Für Mandanten in der Krise ist eine Unterstützung durch spezialisierte Berater unabdingbar. Die Experten sollten aber auch sämtliche Verfahrensmöglichkeiten kennen beziehungsweise in Betracht ziehen.
Die Reform der Insolvenzordnung im Bereich der sogenannten Privatinsolvenzen (Verbraucherinsolvenzverfahren) Anfang Juli 2014 hat viele Änderungen und Ergänzungen mit sich gebracht.
Wesentliche Verfahrensmöglichkeiten sind jedoch erhalten geblieben. Die praktische Erfahrung zeigt aber, dass die bestehenden und neuen Möglichkeiten von vielen mit dem Verfahren betrauten Anwälten und Beratern nicht ausreichend genutzt werden.
Häufig kennen die Mandanten diese Möglichkeiten ebenfalls nicht und können daher auch nicht auf eine Umsetzung drängen. Hinzu kommt, dass die Verfahrensmöglichkeiten mit einem höheren Aufwand verbunden sind, deren Durchführung daher letztlich teurer ist. Steht am Ende aber eine Entschuldung ohne Einleitung des Privatinsolvenzverfahrens, so zahlt sich der höhere Preis bei der Durchführung in jedem Fall aus.

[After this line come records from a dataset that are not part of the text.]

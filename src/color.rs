// src/color.rs

//! Color values accepted by the drawing API (`NamedColor`, `Color`) and their
//! conversion into the pixel mode of the frame being drawn on.

use crate::error::EpdError;
use embedded_graphics::pixelcolor::{Rgb888, RgbColor};
use serde::{Deserialize, Serialize};
use std::fmt;
use std::str::FromStr;

/// Colors that can be referred to by name, e.g. in a display descriptor.
/// The palette covers what Waveshare panels can show (black/white, the
/// red/yellow tri-color panels and the 7-color ACeP panels) plus gray.
#[derive(Debug, Clone, Copy, PartialEq, Eq, Hash)]
pub enum NamedColor {
    White,
    Black,
    Red,
    Green,
    Blue,
    Yellow,
    Orange,
    Gray,
}

impl NamedColor {
    pub const ALL: [NamedColor; 8] = [
        NamedColor::White,
        NamedColor::Black,
        NamedColor::Red,
        NamedColor::Green,
        NamedColor::Blue,
        NamedColor::Yellow,
        NamedColor::Orange,
        NamedColor::Gray,
    ];

    pub fn name(self) -> &'static str {
        match self {
            NamedColor::White => "white",
            NamedColor::Black => "black",
            NamedColor::Red => "red",
            NamedColor::Green => "green",
            NamedColor::Blue => "blue",
            NamedColor::Yellow => "yellow",
            NamedColor::Orange => "orange",
            NamedColor::Gray => "gray",
        }
    }

    /// Case-insensitive lookup. `grey` is accepted as an alias of `gray`.
    pub fn from_name(name: &str) -> Option<Self> {
        let lower = name.to_ascii_lowercase();
        if lower == "grey" {
            return Some(NamedColor::Gray);
        }
        NamedColor::ALL.into_iter().find(|c| c.name() == lower)
    }

    /// sRGB values, following the CSS color keywords.
    pub fn to_rgb(self) -> (u8, u8, u8) {
        match self {
            NamedColor::White => (255, 255, 255),
            NamedColor::Black => (0, 0, 0),
            NamedColor::Red => (255, 0, 0),
            NamedColor::Green => (0, 128, 0),
            NamedColor::Blue => (0, 0, 255),
            NamedColor::Yellow => (255, 255, 0),
            NamedColor::Orange => (255, 165, 0),
            NamedColor::Gray => (128, 128, 128),
        }
    }
}

/// A color as passed to `clear` or a drawing call.
///
/// `Luma` is a single level (0 = black, 255 = white), the natural value for
/// binary panels. `Rgb` is a true color. Either can be drawn on either pixel
/// mode; see [`Color::to_binary`] and [`Color::to_rgb888`].
///
/// In JSON a color is either a number (`255`) or a string (`"white"`,
/// `"#ff8000"`).
#[derive(Debug, Clone, Copy, PartialEq, Eq, Hash, Serialize, Deserialize)]
#[serde(try_from = "RawColor", into = "RawColor")]
pub enum Color {
    Luma(u8),
    Rgb(u8, u8, u8),
}

impl Color {
    pub const WHITE: Color = Color::Luma(255);
    pub const BLACK: Color = Color::Luma(0);

    /// Luminance using the ITU-R 601-2 weights.
    pub fn luma(self) -> u8 {
        match self {
            Color::Luma(level) => level,
            Color::Rgb(r, g, b) => {
                let weighted = r as u32 * 19595 + g as u32 * 38470 + b as u32 * 7471;
                ((weighted + 0x8000) >> 16) as u8
            }
        }
    }

    /// Value stored in a binary frame: 255 when the luminance is at least
    /// half scale, 0 otherwise.
    pub fn to_binary(self) -> u8 {
        if self.luma() >= 128 {
            255
        } else {
            0
        }
    }

    pub fn to_rgb888(self) -> Rgb888 {
        match self {
            Color::Luma(level) => Rgb888::new(level, level, level),
            Color::Rgb(r, g, b) => Rgb888::new(r, g, b),
        }
    }
}

impl From<u8> for Color {
    fn from(level: u8) -> Self {
        Color::Luma(level)
    }
}

impl From<(u8, u8, u8)> for Color {
    fn from((r, g, b): (u8, u8, u8)) -> Self {
        Color::Rgb(r, g, b)
    }
}

impl From<NamedColor> for Color {
    fn from(named: NamedColor) -> Self {
        let (r, g, b) = named.to_rgb();
        Color::Rgb(r, g, b)
    }
}

impl From<Rgb888> for Color {
    fn from(c: Rgb888) -> Self {
        Color::Rgb(c.r(), c.g(), c.b())
    }
}

impl FromStr for Color {
    type Err = EpdError;

    fn from_str(s: &str) -> Result<Self, Self::Err> {
        let s = s.trim();
        if let Some(hex) = s.strip_prefix('#') {
            return parse_hex(hex).ok_or_else(|| EpdError::UnknownColor(s.to_string()));
        }
        if let Ok(level) = s.parse::<u8>() {
            return Ok(Color::Luma(level));
        }
        NamedColor::from_name(s)
            .map(Color::from)
            .ok_or_else(|| EpdError::UnknownColor(s.to_string()))
    }
}

fn parse_hex(hex: &str) -> Option<Color> {
    if hex.len() != 6 || !hex.is_ascii() {
        return None;
    }
    let channel = |i: usize| u8::from_str_radix(&hex[i..i + 2], 16).ok();
    Some(Color::Rgb(channel(0)?, channel(2)?, channel(4)?))
}

impl fmt::Display for Color {
    fn fmt(&self, f: &mut fmt::Formatter<'_>) -> fmt::Result {
        match self {
            Color::Luma(level) => write!(f, "{}", level),
            Color::Rgb(r, g, b) => write!(f, "#{:02x}{:02x}{:02x}", r, g, b),
        }
    }
}

// Wire form of `Color` in descriptor files.
#[derive(Serialize, Deserialize)]
#[serde(untagged)]
enum RawColor {
    Level(u8),
    Name(String),
}

impl TryFrom<RawColor> for Color {
    type Error = EpdError;

    fn try_from(raw: RawColor) -> Result<Self, Self::Error> {
        match raw {
            RawColor::Level(level) => Ok(Color::Luma(level)),
            RawColor::Name(name) => name.parse(),
        }
    }
}

impl From<Color> for RawColor {
    fn from(color: Color) -> Self {
        match color {
            Color::Luma(level) => RawColor::Level(level),
            rgb => RawColor::Name(rgb.to_string()),
        }
    }
}

#[cfg(test)]
mod tests {
    use super::*;
    use proptest::prelude::*;

    #[test]
    fn parses_names_case_insensitively() {
        assert_eq!("Red".parse::<Color>().unwrap(), Color::Rgb(255, 0, 0));
        assert_eq!("grey".parse::<Color>().unwrap(), Color::Rgb(128, 128, 128));
        assert_eq!(" white ".parse::<Color>().unwrap(), Color::Rgb(255, 255, 255));
    }

    #[test]
    fn parses_hex_and_levels() {
        assert_eq!("#ff8000".parse::<Color>().unwrap(), Color::Rgb(255, 128, 0));
        assert_eq!("0".parse::<Color>().unwrap(), Color::Luma(0));
        assert_eq!("255".parse::<Color>().unwrap(), Color::Luma(255));
    }

    #[test]
    fn rejects_unknown_colors() {
        assert!(matches!(
            "chartreuse".parse::<Color>(),
            Err(EpdError::UnknownColor(name)) if name == "chartreuse"
        ));
        assert!("#12345".parse::<Color>().is_err());
        assert!("256".parse::<Color>().is_err());
    }

    #[test]
    fn deserializes_numbers_and_strings_from_json() {
        let colors: Vec<Color> = serde_json::from_str(r##"[0, "black", "#0000ff"]"##).unwrap();
        assert_eq!(colors, vec![Color::Luma(0), Color::Rgb(0, 0, 0), Color::Rgb(0, 0, 255)]);
        assert!(serde_json::from_str::<Color>(r#""mauve""#).is_err());
    }

    #[test]
    fn named_colors_map_to_expected_binary_levels() {
        assert_eq!(Color::from(NamedColor::White).to_binary(), 255);
        assert_eq!(Color::from(NamedColor::Yellow).to_binary(), 255);
        assert_eq!(Color::from(NamedColor::Black).to_binary(), 0);
        assert_eq!(Color::from(NamedColor::Red).to_binary(), 0);
        assert_eq!(Color::from(NamedColor::Blue).to_binary(), 0);
    }

    #[test]
    fn luma_expands_to_gray_in_rgb() {
        assert_eq!(Color::Luma(42).to_rgb888(), Rgb888::new(42, 42, 42));
    }

    proptest! {
        #[test]
        fn binary_conversion_is_two_level(r: u8, g: u8, b: u8) {
            let level = Color::Rgb(r, g, b).to_binary();
            prop_assert!(level == 0 || level == 255);
        }

        #[test]
        fn gray_rgb_has_its_own_luma(v: u8) {
            prop_assert_eq!(Color::Rgb(v, v, v).luma(), v);
            prop_assert_eq!(Color::Rgb(v, v, v).to_binary(), Color::Luma(v).to_binary());
        }
    }
}
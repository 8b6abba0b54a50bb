// src/display/mod.rs
//! Display backends.
//!
//! - DisplayDriver: the common "publish the current frame" capability
//! - Backend: the closed set of drivers, chosen once at construction
//! - RefreshActor: the periodic refresh shared by the drivers

pub mod backend;
pub mod driver;
pub mod drivers;
pub mod refresh;

pub use backend::Backend;
pub use driver::{DisplayDriver, DriverConfig};
pub use drivers::{HeadlessDriver, HttpDriver, WindowDriver};
pub use refresh::RefreshActor;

Außergerichtlicher Schuldenbereinigungsplan
Der außergerichtliche Schuldenbereinigungsplan ist die erste Chance, eine Einigung mit den Gläubigern zu erzielen.
Zunächst ist immer zu prüfen, ob ein Privatinsolvenzverfahren, ein sogenanntes IK-Verfahren (IK ist das Aktenkennzeichen beim Insolvenzgericht) oder doch ein reguläres Firmeninsolvenzverfahren, ein sogenanntes IN-Verfahren durchzuführen ist. Auch wenn das Privatinsolvenzverfahren obligatorisch nur die außergerichtliche Schuldenbereinigung vorsieht, kann sich – je nach Schuldenstand, Gläubigerstruktur und -anzahl – auch im regulären Firmeninsolvenzverfahren ein außergerichtlicher Schuldenbereinigungsplan mit Einbezug aller Gläubiger als sinnvoll erweisen. Häufig wird diese Möglichkeit von Anwälten, die im Insolvenzrecht spezialisiert sind, nicht vorgeschlagen. Der außergerichtliche Schuldenbereinigungsplan ist die erste Chance, eine Einigung mit den Gläubigern zu erzielen. Das gilt auch für das Privatinsolvenzverfahren. Dabei müssen alle Gläubiger zustimmen. Eine Lösung mit einem realistischen Vorschlag sollte deshalb von Anfang an angestrebt werden. Von vielen Beratern und Rechtsanwälten wird der außergerichtliche Schuldenbereinigungsplan aber nur als ein vom Gesetzgeber gefordertes lästiges Übel angesehen. Sie schicken allen Gläubigern einen sogenannten Nullvergleich, bieten also keinen Vergleichsbetrag an und provozieren damit eine erste Ablehnung, um danach direkt mit dem Insolvenzantrag weiterzumachen. Das genau aber hat der Gesetzgeber eigentlich nicht bezweckt. Klar – wenn keine nennenswerten Vermögenswerte angeboten werden können, auch nicht von dritter Seite, also aus der Familie oder über Freunde, bleibt häufig nur der schnelle Weg in die Restschuldbefreiung nach drei, fünf oder sechs Jahren. Denn durch den außergerichtlichen Schuldenbereinigungsplan müssen alle Gläubiger überzeugt werden, die rein subjektive Ablehnung sollte also einkalkuliert werden. Denn Gläubiger, die schon häufiger vertröstet worden sind, glauben nicht mehr an eine Chance.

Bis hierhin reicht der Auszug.